# Getting started with NLP (natural language processing) with Python

In this notebook I'm using an NLTK library to perform some basic NLP tasks.
**NLTK (natural language toolkit)** is a Python library that comes with built-in functinality to perform the task such as:

1. Tokenization
2. Stopword removal
3. N-Grams
4. Stemming
5. Part-of-speech
6. Word sense disambiguation

I'll provide a short explanation of what each task means and an example of its use along with NLTK modules needed to perform the task.

Let's get started!




## Tokenizing text

The process of breaking the text down into small pieces - words or sentences

In [1]:
import nltk
nltk.download('punkt')
nltk.download('stopwords')
nltk.download('averaged_perceptron_tagger')
nltk.download('wordnet')
nltk.download('omw-1.4')

[nltk_data] Downloading package punkt to
[nltk_data]     /home/c75d4454-e391-4890-b9d7-5d2bf0a84bec/nltk_data..
[nltk_data]     .
[nltk_data]   Package punkt is already up-to-date!
[nltk_data] Downloading package stopwords to
[nltk_data]     /home/c75d4454-e391-4890-b9d7-5d2bf0a84bec/nltk_data..
[nltk_data]     .
[nltk_data]   Package stopwords is already up-to-date!
[nltk_data] Downloading package averaged_perceptron_tagger to
[nltk_data]     /home/c75d4454-e391-4890-b9d7-5d2bf0a84bec/nltk_data..
[nltk_data]     .
[nltk_data]   Package averaged_perceptron_tagger is already up-to-
[nltk_data]       date!
[nltk_data] Downloading package wordnet to
[nltk_data]     /home/c75d4454-e391-4890-b9d7-5d2bf0a84bec/nltk_data..
[nltk_data]     .
[nltk_data]   Package wordnet is already up-to-date!
[nltk_data] Downloading package omw-1.4 to
[nltk_data]     /home/c75d4454-e391-4890-b9d7-5d2bf0a84bec/nltk_data..
[nltk_data]     .
[nltk_data]   Package omw-1.4 is already up-to-date!


True

In [2]:
text="Mary had a little lamb. Her fleece was white as snow"

# Import functions to break text into words/sentences from nltk.tokenize module

from nltk.tokenize import word_tokenize, sent_tokenize

sents=sent_tokenize(text)
print(sents)


['Mary had a little lamb.', 'Her fleece was white as snow']


In [3]:
words = [word_tokenize(sent) for sent in sents]
print(words)

# Punctuation is treated as an individual token

[['Mary', 'had', 'a', 'little', 'lamb', '.'], ['Her', 'fleece', 'was', 'white', 'as', 'snow']]


## Stopwords removal

The process of removing the words that don't hold meaning (such as "a", "was", "her")

In [4]:
from nltk.corpus import stopwords
from string import punctuation

# creating a custom set of stopwords (using a set instead of a list because the order doesn't matter)

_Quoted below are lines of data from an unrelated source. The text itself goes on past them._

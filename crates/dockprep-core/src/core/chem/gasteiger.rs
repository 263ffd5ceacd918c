//! Gasteiger-Marsili partial charge assignment.
//!
//! Iterative partial equalization of orbital electronegativity (PEOE). Charge flows
//! along each bond from the less to the more electronegative atom, with a damping
//! factor halving every iteration. Electronegativity coefficients live in an
//! embedded TOML parameter file.

use crate::core::chem::element::Element;
use crate::core::models::ids::AtomId;
use crate::core::models::system::MolecularSystem;
use serde::Deserialize;
use std::collections::HashMap;
use std::sync::OnceLock;
use thiserror::Error;

/// Name of the charge set written by this module.
pub const GASTEIGER_CHARGE_SET: &str = "gasteiger";

/// Number of equalization iterations; charges are converged well before this.
const ITERATIONS: u32 = 6;

/// Electronegativity coefficients for chi = a + b*q + c*q^2.
#[derive(Debug, Clone, Copy, PartialEq, Deserialize)]
pub struct ElectroState {
    pub min_coordination: usize,
    pub a: f64,
    pub b: f64,
    pub c: f64,
}

/// Fallback coefficients (sp3 carbon) for elements without a table entry, such as
/// metals. Their charges are meaningless anyway; preservation via `-p` exists for
/// exactly that reason.
const FALLBACK_STATE: ElectroState = ElectroState {
    min_coordination: 0,
    a: 7.98,
    b: 9.18,
    c: 1.88,
};

#[derive(Debug, Error)]
pub enum GasteigerParamsError {
    #[error("Failed to parse Gasteiger parameters: {0}")]
    Parse(#[from] toml::de::Error),
}

#[derive(Debug, Deserialize)]
struct ParamsFile {
    params: Vec<ElementEntry>,
}

#[derive(Debug, Deserialize)]
struct ElementEntry {
    symbol: String,
    states: Vec<ElectroState>,
}

/// Electronegativity parameter table, keyed by element symbol.
#[derive(Debug, Clone)]
pub struct GasteigerParams {
    by_symbol: HashMap<String, Vec<ElectroState>>,
}

impl GasteigerParams {
    pub fn load_from_str(content: &str) -> Result<Self, GasteigerParamsError> {
        let file: ParamsFile = toml::from_str(content)?;
        let by_symbol = file
            .params
            .into_iter()
            .map(|entry| (entry.symbol, entry.states))
            .collect();
        Ok(Self { by_symbol })
    }

    /// Looks up the coefficients for an element at a given effective coordination.
    ///
    /// States are listed highest coordination first; the first satisfied entry
    /// wins. Unknown elements fall back to sp3 carbon.
    pub fn lookup(&self, element: Element, coordination: usize) -> ElectroState {
        let Some(states) = self.by_symbol.get(element.symbol()) else {
            return FALLBACK_STATE;
        };
        states
            .iter()
            .find(|state| coordination >= state.min_coordination)
            .copied()
            .unwrap_or(FALLBACK_STATE)
    }
}

static DEFAULT_PARAMS: OnceLock<GasteigerParams> = OnceLock::new();

/// Returns the built-in parameter table.
pub fn default_parameters() -> &'static GasteigerParams {
    DEFAULT_PARAMS.get_or_init(|| {
        const EMBEDDED: &str = include_str!("../../../resources/gasteiger.toml");
        GasteigerParams::load_from_str(EMBEDDED)
            .expect("Failed to parse embedded Gasteiger parameters. This is a library bug.")
    })
}

fn electronegativity(state: &ElectroState, q: f64) -> f64 {
    state.a + state.b * q + state.c * q * q
}

/// Effective coordination used for hybridization-state selection.
///
/// Receptor preparation only materializes polar hydrogens, so heavy atoms are
/// treated as saturated (coordination = typical valence) unless geometry says
/// otherwise: an oxygen with a single short bond to carbon is a carbonyl and keeps
/// its observed coordination of one.
fn effective_coordination(system: &MolecularSystem, atom_id: AtomId) -> usize {
    let Some(atom) = system.atom(atom_id) else {
        return 0;
    };
    let neighbors = system.get_bonded_neighbors(atom_id).unwrap_or(&[]);

    if atom.element == Element::O && neighbors.len() == 1 {
        if let Some(neighbor) = system.atom(neighbors[0]) {
            if neighbor.element == Element::C
                && (neighbor.position - atom.position).norm() < 1.28
            {
                return 1;
            }
        }
    }
    neighbors.len().max(atom.element.typical_valence())
}

/// Computes Gasteiger partial charges for every atom and activates the
/// `"gasteiger"` charge set on each.
///
/// Returns the number of atoms charged.
pub fn assign_gasteiger_charges(system: &mut MolecularSystem) -> usize {
    let params = default_parameters();

    let atom_ids: Vec<AtomId> = system.atoms_iter().map(|(id, _)| id).collect();
    if atom_ids.is_empty() {
        return 0;
    }
    let index_of: HashMap<AtomId, usize> = atom_ids
        .iter()
        .enumerate()
        .map(|(i, &id)| (id, i))
        .collect();

    let states: Vec<ElectroState> = atom_ids
        .iter()
        .map(|&id| {
            let coordination = effective_coordination(system, id);
            let element = system.atom(id).map(|a| a.element).unwrap_or(Element::Other);
            params.lookup(element, coordination)
        })
        .collect();

    let bonds: Vec<(usize, usize)> = system
        .bonds()
        .iter()
        .filter_map(|bond| {
            Some((
                *index_of.get(&bond.atom1_id)?,
                *index_of.get(&bond.atom2_id)?,
            ))
        })
        .collect();

    let mut charges = vec![0.0_f64; atom_ids.len()];
    for iteration in 0..ITERATIONS {
        let damping = 0.5_f64.powi(iteration as i32 + 1);
        let mut delta = vec![0.0_f64; atom_ids.len()];

        for &(a, b) in &bonds {
            let chi_a = electronegativity(&states[a], charges[a]);
            let chi_b = electronegativity(&states[b], charges[b]);
            let diff = chi_b - chi_a;

            // Scale by the more electronegative atom's coefficients.
            let scale = if diff > 0.0 {
                states[b].a + states[b].b + states[b].c
            } else {
                states[a].a + states[a].b + states[a].c
            };
            if scale.abs() < 1e-12 {
                continue;
            }

            let transfer = damping * diff / scale;
            delta[a] += transfer;
            delta[b] -= transfer;
        }

        for (charge, d) in charges.iter_mut().zip(&delta) {
            *charge += d;
        }
    }

    for (i, &atom_id) in atom_ids.iter().enumerate() {
        if let Some(atom) = system.atom_mut(atom_id) {
            atom.set_charge(GASTEIGER_CHARGE_SET, charges[i]);
        }
    }
    atom_ids.len()
}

customStopWords=set(stopwords.words('english')+list(punctuation))


In [5]:
wordsWoStopwords=[word for word in word_tokenize(text) if word not in customStopWords]
print(wordsWoStopwords)

['Mary', 'little', 'lamb', 'Her', 'fleece', 'white', 'snow']


## Identifying N-grams

N-grams are combinations of words that occur consecutively. Usually used to find bigrams (pairs of words, eg: "New York")

In [6]:
from nltk.collocations import *
bigram_measures = nltk.collocations.BigramAssocMeasures()

# constructs bigrams from the list of words, BigramCollocationFinder is a built-in class

finder = BigramCollocationFinder.from_words(wordsWoStopwords)

# displays bigrams and their frequencies, if there are more than 1 of a kind - sorts in descending order

sorted(finder.ngram_fd.items())

[(('Her', 'fleece'), 1),
 (('Mary', 'little'), 1),
 (('fleece', 'white'), 1),
 (('lamb', 'Her'), 1),
 (('little', 'lamb'), 1),
 (('white', 'snow'), 1)]

## Stemming

The process of extracting words's root to treat same word with a different ending as the same word (eg: "close, closer, closing, closed")


In [7]:
text2="Mary closed on closing night when she was in the mood to close."

from nltk.stem.lancaster import LancasterStemmer

st=LancasterStemmer()
stemmedWords = [st.stem(word) for word in word_tokenize(text2)]
print(stemmedWords)

['mary', 'clos', 'on', 'clos', 'night', 'when', 'she', 'was', 'in', 'the', 'mood', 'to', 'clos', '.']


## Part-of-speech

The process of identyfying whether the word is a noun, adjective, verb etc.

In [8]:
# pos_tag (build-in function to tag a part of speech)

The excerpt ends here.